Stored items

::::

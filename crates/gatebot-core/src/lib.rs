//! Core abstractions for gateway bot sessions.
//!
//! This crate provides the fundamental building blocks:
//! - `Transport`, `Connector`, `HandshakeProvider` - Seams to the gateway
//! - `Session` - Negotiated session handle and handshake configuration
//! - `Push` - Tagged union decoded from unsolicited gateway payloads
//! - `spawn_isolated` - Fault-isolated execution of user callbacks

pub mod invoke;
pub mod payload;
pub mod session;
pub mod traits;

pub use invoke::{BoxFuture, HandlerResult, Outcome, run_isolated, spawn_isolated};
pub use payload::{
    DecodeError, FriendSender, Group, MemberSender, Payload, Permission, Push, PushClass, Sender,
};
pub use session::{Credentials, Identity, Session, SessionKey, SessionOptions, SyncId};
pub use traits::{Connector, HandshakeError, HandshakeProvider, Transport, TransportError};
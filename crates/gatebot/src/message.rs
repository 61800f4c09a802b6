//! Outgoing message chains.

use serde::{Deserialize, Serialize};
use serde_json::{Value, json};

/// Ordered list of message segments, as sent in `messageChain`.
#[derive(Debug, Clone, Default, PartialEq, Eq, Serialize, Deserialize)]
#[serde(transparent)]
pub struct MessageChain(Vec<Value>);

impl MessageChain {
    /// Empty chain.
    #[must_use]
    pub const fn new() -> Self {
        Self(Vec::new())
    }

    /// Append a plain text segment.
    #[must_use]
    pub fn plain(self, text: impl Into<String>) -> Self {
        self.segment(json!({"type": "Plain", "text": text.into()}))
    }

    /// Append a mention of `target`.
    #[must_use]
    pub fn at(self, target: i64) -> Self {
        self.segment(json!({"type": "At", "target": target}))
    }

    /// Append a built-in face by id.
    #[must_use]
    pub fn face(self, face_id: i64) -> Self {
        self.segment(json!({"type": "Face", "faceId": face_id}))
    }

    /// Append an image fetched by the gateway from `url`.
    #[must_use]
    pub fn image_url(self, url: impl Into<String>) -> Self {
        self.segment(json!({"type": "Image", "url": url.into()}))
    }

    /// Append a raw segment.
    #[must_use]
    pub fn segment(mut self, segment: Value) -> Self {
        self.0.push(segment);
        self
    }

    #[must_use]
    pub fn segments(&self) -> &[Value] {
        &self.0
    }

    #[must_use]
    pub fn is_empty(&self) -> bool {
        self.0.is_empty()
    }
}

impl From<&str> for MessageChain {
    fn from(text: &str) -> Self {
        Self::new().plain(text)
    }
}

impl From<String> for MessageChain {
    fn from(text: String) -> Self {
        Self::new().plain(text)
    }
}

impl From<Vec<Value>> for MessageChain {
    fn from(segments: Vec<Value>) -> Self {
        Self(segments)
    }
}

impl From<MessageChain> for Value {
    fn from(chain: MessageChain) -> Self {
        Self::Array(chain.0)
    }
}
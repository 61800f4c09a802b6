//! Sessions opened by the push connection itself.
//!
//! A gateway reached with its verify key and account in the connection URL
//! (see `gateway_url`) opens and binds a session on its own, then
//! announces the key as the first frame. [`AnnouncedSession`] reads that
//! frame so the bot uses the session it was given instead of opening a
//! second one over the side channel.

use std::time::Duration;

use async_trait::async_trait;
use gatebot_core::{
    Credentials, HandshakeError, HandshakeProvider, Identity, SessionKey, SessionOptions,
    Transport,
};
use serde_json::Value;

use crate::protocol::decode_session_announce;

/// How long to wait for the announcement after connecting.
pub const DEFAULT_ANNOUNCE_TIMEOUT: Duration = Duration::from_secs(10);

/// Handshake that takes its session from the connection's first frame and
/// delegates everything else to `H`.
#[derive(Debug, Clone)]
pub struct AnnouncedSession<H> {
    inner: H,
    timeout: Duration,
}

impl<H> AnnouncedSession<H> {
    #[must_use]
    pub const fn new(inner: H) -> Self {
        Self {
            inner,
            timeout: DEFAULT_ANNOUNCE_TIMEOUT,
        }
    }

    #[must_use]
    pub const fn with_timeout(mut self, timeout: Duration) -> Self {
        self.timeout = timeout;
        self
    }
}

#[async_trait]
impl<H: HandshakeProvider> HandshakeProvider for AnnouncedSession<H> {
    async fn probe(&self) -> Result<Value, HandshakeError> {
        self.inner.probe().await
    }

    async fn accept(&self, transport: &dyn Transport) -> Result<Option<SessionKey>, HandshakeError> {
        let frame = match tokio::time::timeout(self.timeout, transport.recv()).await {
            Ok(Some(Ok(frame))) => frame,
            Ok(Some(Err(e))) => return Err(HandshakeError::Unreachable(e.to_string())),
            Ok(None) => {
                return Err(HandshakeError::Unreachable(
                    "connection closed before session announcement".into(),
                ));
            }
            Err(_) => {
                return Err(HandshakeError::Unreachable(format!(
                    "no session announcement within {:?}",
                    self.timeout
                )));
            }
        };
        decode_session_announce(&frame).map(Some)
    }

    async fn authenticate(&self, credentials: &Credentials) -> Result<SessionKey, HandshakeError> {
        self.inner.authenticate(credentials).await
    }

    async fn bind_session(
        &self,
        session: &SessionKey,
        identity: &Identity,
    ) -> Result<(), HandshakeError> {
        self.inner.bind_session(session, identity).await
    }

    async fn configure(
        &self,
        session: &SessionKey,
        options: &SessionOptions,
    ) -> Result<(), HandshakeError> {
        self.inner.configure(session, options).await
    }

    async fn release(&self, session: &SessionKey, identity: &Identity) -> Result<(), HandshakeError> {
        self.inner.release(session, identity).await
    }
}

#[cfg(test)]
mod tests {
    use serde_json::json;

    use super::*;
    use crate::ChannelTransport;

    struct Unused;

    #[async_trait]
    impl HandshakeProvider for Unused {
        async fn probe(&self) -> Result<Value, HandshakeError> {
            Ok(Value::Null)
        }

        async fn authenticate(&self, _: &Credentials) -> Result<SessionKey, HandshakeError> {
            Err(HandshakeError::Malformed("authenticate called".into()))
        }

        async fn bind_session(&self, _: &SessionKey, _: &Identity) -> Result<(), HandshakeError> {
            Err(HandshakeError::Malformed("bind called".into()))
        }

        async fn configure(&self, _: &SessionKey, _: &SessionOptions) -> Result<(), HandshakeError> {
            Ok(())
        }

        async fn release(&self, _: &SessionKey, _: &Identity) -> Result<(), HandshakeError> {
            Ok(())
        }
    }

    #[tokio::test]
    async fn test_reads_announced_session() {
        let (transport, peer) = ChannelTransport::pair();
        peer.send_json(&json!({"syncId": "", "data": {"code": 0, "session": "WS-KEY"}}))
            .unwrap();

        let key = AnnouncedSession::new(Unused).accept(&transport).await.unwrap();
        assert_eq!(key, Some(SessionKey::new("WS-KEY")));
    }

    #[tokio::test]
    async fn test_rejected_connection_is_an_error() {
        let (transport, peer) = ChannelTransport::pair();
        peer.send_json(&json!({"syncId": "", "data": {"code": 1, "msg": "wrong verify key"}}))
            .unwrap();

        assert!(matches!(
            AnnouncedSession::new(Unused).accept(&transport).await,
            Err(HandshakeError::Rejected { code: 1, .. })
        ));
    }

    #[tokio::test(start_paused = true)]
    async fn test_silent_gateway_times_out() {
        let (transport, _peer) = ChannelTransport::pair();
        let handshake = AnnouncedSession::new(Unused).with_timeout(Duration::from_secs(2));
        assert!(matches!(
            handshake.accept(&transport).await,
            Err(HandshakeError::Unreachable(_))
        ));
    }

    #[tokio::test]
    async fn test_closed_before_announcement() {
        let (transport, mut peer) = ChannelTransport::pair();
        peer.hang_up();
        assert!(matches!(
            AnnouncedSession::new(Unused).accept(&transport).await,
            Err(HandshakeError::Unreachable(_))
        ));
    }
}
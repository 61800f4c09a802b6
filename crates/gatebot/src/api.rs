//! Request helpers for common gateway commands.

use gatebot_core::Push;
use gatebot_session::PendingResult;
use serde_json::{Value, json};

use crate::{ApiError, Bot, MessageChain};

/// Check a `{code, msg}` reply, returning it on `code == 0`.
///
/// # Errors
/// Returns [`ApiError::Rejected`] for a non-zero code and
/// [`ApiError::Malformed`] if the reply has no code.
pub fn ensure_ok(reply: Value) -> Result<Value, ApiError> {
    match reply.get("code").and_then(Value::as_i64) {
        Some(0) => Ok(reply),
        Some(code) => Err(ApiError::Rejected {
            code,
            message: reply
                .get("msg")
                .and_then(Value::as_str)
                .unwrap_or_default()
                .to_string(),
        }),
        None => Err(ApiError::Malformed(format!("missing code in {reply}"))),
    }
}

fn with_quote(mut content: Value, quote: Option<i64>) -> Value {
    if let (Some(quote), Some(map)) = (quote, content.as_object_mut()) {
        map.insert("quote".to_string(), json!(quote));
    }
    content
}

impl Bot {
    /// Send a private message to a friend.
    pub fn send_friend_message(
        &self,
        target: i64,
        message: impl Into<MessageChain>,
        quote: Option<i64>,
    ) -> PendingResult {
        let chain: MessageChain = message.into();
        let content = json!({"target": target, "messageChain": chain});
        self.request("sendFriendMessage", None, with_quote(content, quote))
    }

    /// Send a message to a group.
    pub fn send_group_message(
        &self,
        target: i64,
        message: impl Into<MessageChain>,
        quote: Option<i64>,
    ) -> PendingResult {
        let chain: MessageChain = message.into();
        let content = json!({"target": target, "messageChain": chain});
        self.request("sendGroupMessage", None, with_quote(content, quote))
    }

    /// Send a temporary message to a group member.
    pub fn send_temp_message(
        &self,
        target: i64,
        group: i64,
        message: impl Into<MessageChain>,
        quote: Option<i64>,
    ) -> PendingResult {
        let chain: MessageChain = message.into();
        let content = json!({"qq": target, "group": group, "messageChain": chain});
        self.request("sendTempMessage", None, with_quote(content, quote))
    }

    /// Send a private message to the configured admin.
    ///
    /// # Errors
    /// Returns [`ApiError::NoAdmin`] if no admin is configured.
    pub fn send_to_admin(&self, message: impl Into<MessageChain>) -> Result<PendingResult, ApiError> {
        let admin = self.config().admin.ok_or(ApiError::NoAdmin)?;
        Ok(self.send_friend_message(admin.0, message, None))
    }

    /// Look up a cached message by id.
    ///
    /// # Errors
    /// Returns error if the request fails, the gateway rejects it, or the
    /// returned message does not decode.
    pub async fn message_from_id(&self, message_id: i64) -> Result<Push, ApiError> {
        let reply = ensure_ok(
            self.request("messageFromId", None, json!({"id": message_id}))
                .await?,
        )
        .inspect_err(|e| tracing::error!("messageFromId failed: {e}"))?;
        let data = reply
            .get("data")
            .cloned()
            .ok_or_else(|| ApiError::Malformed("messageFromId reply has no data".into()))?;
        Ok(Push::decode(data)?)
    }
}
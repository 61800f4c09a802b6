//! Scheduler errors.

use std::time::Duration;

use crate::SchedulerState;

/// Scheduler error.
#[derive(Debug, thiserror::Error)]
pub enum ScheduleError {
    #[error("Scheduler is not idle: {0:?}")]
    NotIdle(SchedulerState),

    #[error("Invalid time of day: {hour:02}:{minute:02}:{second:02}")]
    InvalidTime { hour: u32, minute: u32, second: u32 },

    #[error("Invalid interval: {0:?}")]
    InvalidInterval(Duration),

    #[error("Invalid cron expression {expr:?}: {reason}")]
    Cron { expr: String, reason: String },
}
//! Session and handshake configuration types.

use std::fmt;

use serde::{Deserialize, Serialize};

/// Opaque session key issued by the gateway.
#[derive(Debug, Clone, PartialEq, Eq, Hash, Serialize, Deserialize)]
#[serde(transparent)]
pub struct SessionKey(String);

impl SessionKey {
    /// Wrap a raw key.
    #[must_use]
    pub fn new(key: impl Into<String>) -> Self {
        Self(key.into())
    }

    /// Borrow the raw key.
    #[must_use]
    pub fn as_str(&self) -> &str {
        &self.0
    }
}

impl fmt::Display for SessionKey {
    fn fmt(&self, f: &mut fmt::Formatter<'_>) -> fmt::Result {
        f.write_str(&self.0)
    }
}

/// Correlation id linking an outbound request to its response.
///
/// The gateway echoes ids back as strings; numbers are accepted too.
#[derive(Debug, Clone, Copy, PartialEq, Eq, Hash, PartialOrd, Ord)]
pub struct SyncId(pub i64);

impl SyncId {
    /// Id the gateway uses for unsolicited pushes unless configured otherwise.
    pub const PUSH: Self = Self(-1);
}

impl fmt::Display for SyncId {
    fn fmt(&self, f: &mut fmt::Formatter<'_>) -> fmt::Result {
        write!(f, "{}", self.0)
    }
}

impl Serialize for SyncId {
    fn serialize<S: serde::Serializer>(&self, serializer: S) -> Result<S::Ok, S::Error> {
        serializer.collect_str(&self.0)
    }
}

impl<'de> Deserialize<'de> for SyncId {
    fn deserialize<D: serde::Deserializer<'de>>(deserializer: D) -> Result<Self, D::Error> {
        #[derive(Deserialize)]
        #[serde(untagged)]
        enum Raw {
            Int(i64),
            Str(String),
        }

        match Raw::deserialize(deserializer)? {
            Raw::Int(n) => Ok(Self(n)),
            Raw::Str(s) => s
                .trim()
                .parse()
                .map(Self)
                .map_err(|_| serde::de::Error::custom(format!("invalid syncId: {s:?}"))),
        }
    }
}

/// Account the bot acts as.
#[derive(Debug, Clone, Copy, PartialEq, Eq, Hash, Serialize, Deserialize)]
#[serde(transparent)]
pub struct Identity(pub i64);

impl fmt::Display for Identity {
    fn fmt(&self, f: &mut fmt::Formatter<'_>) -> fmt::Result {
        write!(f, "{}", self.0)
    }
}

/// Credentials presented during authentication.
#[derive(Debug, Clone, Default, Serialize, Deserialize)]
#[serde(rename_all = "camelCase")]
pub struct Credentials {
    /// Shared verification key configured on the gateway.
    pub verify_key: String,
}

/// Runtime options applied to a freshly bound session.
#[derive(Debug, Clone, Serialize, Deserialize)]
#[serde(rename_all = "camelCase", default)]
pub struct SessionOptions {
    /// Number of messages the gateway keeps for `messageFromId` lookups.
    pub cache_size: u32,
    /// Whether the gateway should push over the websocket channel.
    pub enable_websocket: bool,
}

impl Default for SessionOptions {
    fn default() -> Self {
        Self {
            cache_size: 4096,
            enable_websocket: true,
        }
    }
}

/// A negotiated session.
///
/// Valid for one connection lifetime; the lifecycle manager that created
/// it is the only thing allowed to release it.
#[derive(Debug, Clone, PartialEq, Eq)]
pub struct Session {
    /// Key required on every outbound call.
    pub key: SessionKey,
    /// Identity the session is bound to.
    pub identity: Identity,
}

#[cfg(test)]
mod tests {
    use super::*;

    #[test]
    fn test_session_key_is_transparent() {
        let key = SessionKey::new("abc");
        assert_eq!(serde_json::to_string(&key).unwrap(), "\"abc\"");
        assert_eq!(key.to_string(), "abc");
    }

    #[test]
    fn test_sync_id_accepts_strings_and_numbers() {
        let a: SyncId = serde_json::from_str("\"12\"").unwrap();
        let b: SyncId = serde_json::from_str("12").unwrap();
        let push: SyncId = serde_json::from_str("\"-1\"").unwrap();
        assert_eq!(a, b);
        assert_eq!(push, SyncId::PUSH);
        assert!(serde_json::from_str::<SyncId>("\"abc\"").is_err());
        assert_eq!(serde_json::to_string(&SyncId(5)).unwrap(), "\"5\"");
    }

    #[test]
    fn test_session_options_defaults_fill_missing_fields() {
        let opts: SessionOptions = serde_json::from_str(r#"{"cacheSize": 10}"#).unwrap();
        assert_eq!(opts.cache_size, 10);
        assert!(opts.enable_websocket);
    }
}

::::

◆ To do
Write down every line of the data above that includes the string "uses".

◆ Exercise output
//! frame so the bot uses the session it was given instead of opening a
    /// Id the gateway uses for unsolicited pushes unless configured otherwise.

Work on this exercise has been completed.